--- Supplied records ---

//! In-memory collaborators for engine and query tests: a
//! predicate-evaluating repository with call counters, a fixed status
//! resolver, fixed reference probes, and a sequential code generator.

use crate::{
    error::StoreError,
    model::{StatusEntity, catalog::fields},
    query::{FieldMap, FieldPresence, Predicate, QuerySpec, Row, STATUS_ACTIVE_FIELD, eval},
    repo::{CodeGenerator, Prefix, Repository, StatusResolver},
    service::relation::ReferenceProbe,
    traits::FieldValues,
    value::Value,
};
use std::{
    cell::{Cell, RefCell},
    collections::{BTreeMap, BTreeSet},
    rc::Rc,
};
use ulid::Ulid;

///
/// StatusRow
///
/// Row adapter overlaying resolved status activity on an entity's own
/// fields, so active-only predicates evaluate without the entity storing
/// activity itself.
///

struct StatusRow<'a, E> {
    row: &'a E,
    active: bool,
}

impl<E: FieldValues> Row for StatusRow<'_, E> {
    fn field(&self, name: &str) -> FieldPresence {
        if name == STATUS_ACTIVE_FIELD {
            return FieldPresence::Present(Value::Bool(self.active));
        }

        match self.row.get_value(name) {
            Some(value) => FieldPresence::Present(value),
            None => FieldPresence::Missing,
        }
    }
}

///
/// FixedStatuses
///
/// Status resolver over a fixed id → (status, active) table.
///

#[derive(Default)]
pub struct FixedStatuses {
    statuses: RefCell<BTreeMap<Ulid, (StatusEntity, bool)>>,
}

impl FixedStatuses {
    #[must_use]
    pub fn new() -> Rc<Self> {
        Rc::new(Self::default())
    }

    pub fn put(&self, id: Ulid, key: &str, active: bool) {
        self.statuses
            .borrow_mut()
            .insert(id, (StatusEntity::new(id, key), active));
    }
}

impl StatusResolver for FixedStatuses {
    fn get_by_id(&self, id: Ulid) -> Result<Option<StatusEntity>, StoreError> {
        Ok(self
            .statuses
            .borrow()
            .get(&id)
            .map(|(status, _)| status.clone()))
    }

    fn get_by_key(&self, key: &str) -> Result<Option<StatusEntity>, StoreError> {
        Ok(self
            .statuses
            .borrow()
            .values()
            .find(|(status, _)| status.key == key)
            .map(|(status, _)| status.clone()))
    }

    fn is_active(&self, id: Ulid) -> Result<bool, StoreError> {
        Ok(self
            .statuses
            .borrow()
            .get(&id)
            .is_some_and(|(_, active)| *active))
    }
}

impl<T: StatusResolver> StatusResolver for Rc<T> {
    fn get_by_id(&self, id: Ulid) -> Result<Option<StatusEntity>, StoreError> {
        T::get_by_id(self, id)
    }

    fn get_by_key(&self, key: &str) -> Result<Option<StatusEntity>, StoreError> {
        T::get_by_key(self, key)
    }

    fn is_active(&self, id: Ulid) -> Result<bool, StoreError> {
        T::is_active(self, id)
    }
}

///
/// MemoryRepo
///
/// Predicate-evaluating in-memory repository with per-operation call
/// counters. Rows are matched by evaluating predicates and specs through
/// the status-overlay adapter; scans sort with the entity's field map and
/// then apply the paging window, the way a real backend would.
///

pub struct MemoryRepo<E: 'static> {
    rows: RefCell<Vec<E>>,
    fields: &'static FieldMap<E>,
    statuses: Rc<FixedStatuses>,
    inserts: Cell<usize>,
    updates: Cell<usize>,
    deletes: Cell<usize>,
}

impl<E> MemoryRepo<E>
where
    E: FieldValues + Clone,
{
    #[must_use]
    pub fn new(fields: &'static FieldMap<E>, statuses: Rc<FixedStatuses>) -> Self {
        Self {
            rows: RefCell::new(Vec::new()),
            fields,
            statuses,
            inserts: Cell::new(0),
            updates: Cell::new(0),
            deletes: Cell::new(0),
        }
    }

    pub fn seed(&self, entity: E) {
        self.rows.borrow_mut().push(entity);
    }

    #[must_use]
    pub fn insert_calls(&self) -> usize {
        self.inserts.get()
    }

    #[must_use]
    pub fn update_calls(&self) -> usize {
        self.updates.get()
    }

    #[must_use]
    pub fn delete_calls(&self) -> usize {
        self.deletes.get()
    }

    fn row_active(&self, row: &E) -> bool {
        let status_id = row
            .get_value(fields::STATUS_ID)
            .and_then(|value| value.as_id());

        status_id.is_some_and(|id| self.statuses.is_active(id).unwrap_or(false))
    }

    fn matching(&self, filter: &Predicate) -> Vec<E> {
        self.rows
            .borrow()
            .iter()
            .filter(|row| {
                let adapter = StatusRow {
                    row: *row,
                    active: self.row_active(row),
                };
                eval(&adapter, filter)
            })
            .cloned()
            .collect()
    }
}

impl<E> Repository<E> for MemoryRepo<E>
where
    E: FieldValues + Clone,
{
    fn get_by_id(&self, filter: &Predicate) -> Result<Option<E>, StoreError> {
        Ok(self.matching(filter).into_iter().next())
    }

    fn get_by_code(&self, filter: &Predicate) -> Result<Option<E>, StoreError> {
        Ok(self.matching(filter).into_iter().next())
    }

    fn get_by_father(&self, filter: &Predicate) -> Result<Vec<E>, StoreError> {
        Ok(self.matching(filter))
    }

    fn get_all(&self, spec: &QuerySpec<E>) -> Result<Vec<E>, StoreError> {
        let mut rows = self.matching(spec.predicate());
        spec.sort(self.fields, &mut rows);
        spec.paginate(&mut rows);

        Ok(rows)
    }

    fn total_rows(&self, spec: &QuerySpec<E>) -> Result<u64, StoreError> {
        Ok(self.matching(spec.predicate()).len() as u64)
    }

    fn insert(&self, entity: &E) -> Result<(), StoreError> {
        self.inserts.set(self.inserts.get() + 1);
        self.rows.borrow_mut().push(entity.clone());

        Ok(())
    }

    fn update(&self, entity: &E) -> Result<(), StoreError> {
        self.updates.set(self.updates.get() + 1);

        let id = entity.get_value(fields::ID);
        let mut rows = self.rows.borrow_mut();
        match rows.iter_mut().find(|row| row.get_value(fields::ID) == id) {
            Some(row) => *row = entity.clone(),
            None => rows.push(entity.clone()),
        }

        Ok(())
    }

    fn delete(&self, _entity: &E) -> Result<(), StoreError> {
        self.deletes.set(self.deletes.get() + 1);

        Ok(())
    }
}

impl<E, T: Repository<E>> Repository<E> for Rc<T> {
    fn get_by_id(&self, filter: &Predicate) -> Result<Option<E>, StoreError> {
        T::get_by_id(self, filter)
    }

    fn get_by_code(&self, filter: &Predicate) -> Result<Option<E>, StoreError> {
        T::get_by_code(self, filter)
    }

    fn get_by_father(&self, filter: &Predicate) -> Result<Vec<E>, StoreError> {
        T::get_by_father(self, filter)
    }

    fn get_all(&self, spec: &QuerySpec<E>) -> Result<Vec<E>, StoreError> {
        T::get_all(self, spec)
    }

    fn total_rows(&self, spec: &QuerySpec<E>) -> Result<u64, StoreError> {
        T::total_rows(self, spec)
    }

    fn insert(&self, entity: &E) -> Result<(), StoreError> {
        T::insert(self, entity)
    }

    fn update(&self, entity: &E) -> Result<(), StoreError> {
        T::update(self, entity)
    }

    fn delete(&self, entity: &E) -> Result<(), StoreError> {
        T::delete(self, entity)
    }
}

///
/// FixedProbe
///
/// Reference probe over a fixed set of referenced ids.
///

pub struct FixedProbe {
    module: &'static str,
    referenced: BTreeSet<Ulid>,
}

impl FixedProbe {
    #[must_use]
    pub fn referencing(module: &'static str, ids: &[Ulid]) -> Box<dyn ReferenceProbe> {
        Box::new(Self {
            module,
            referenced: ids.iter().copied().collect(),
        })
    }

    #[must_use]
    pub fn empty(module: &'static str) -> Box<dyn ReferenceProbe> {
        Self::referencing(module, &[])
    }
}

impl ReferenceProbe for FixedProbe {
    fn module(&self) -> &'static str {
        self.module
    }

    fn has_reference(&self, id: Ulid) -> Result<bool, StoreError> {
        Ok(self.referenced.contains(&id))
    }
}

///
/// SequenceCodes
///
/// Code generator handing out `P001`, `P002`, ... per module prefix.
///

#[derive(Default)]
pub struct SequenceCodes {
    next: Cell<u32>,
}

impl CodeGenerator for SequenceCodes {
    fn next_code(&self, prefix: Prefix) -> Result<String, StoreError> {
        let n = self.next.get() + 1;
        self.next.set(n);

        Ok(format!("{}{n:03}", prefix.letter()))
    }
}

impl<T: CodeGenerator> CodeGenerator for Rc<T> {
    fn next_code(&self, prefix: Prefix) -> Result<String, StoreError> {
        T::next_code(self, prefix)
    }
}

---

> _Task details_: Only the lines that contain the string "impl" should be copied from the entries above.

> _Response_:
impl<E: FieldValues> Row for StatusRow<'_, E> {
impl FixedStatuses {
impl StatusResolver for FixedStatuses {
impl<T: StatusResolver> StatusResolver for Rc<T> {
impl<E> MemoryRepo<E>
impl<E> Repository<E> for MemoryRepo<E>
impl<E, T: Repository<E>> Repository<E> for Rc<T> {
impl FixedProbe {
impl ReferenceProbe for FixedProbe {
impl CodeGenerator for SequenceCodes {
impl<T: CodeGenerator> CodeGenerator for Rc<T> {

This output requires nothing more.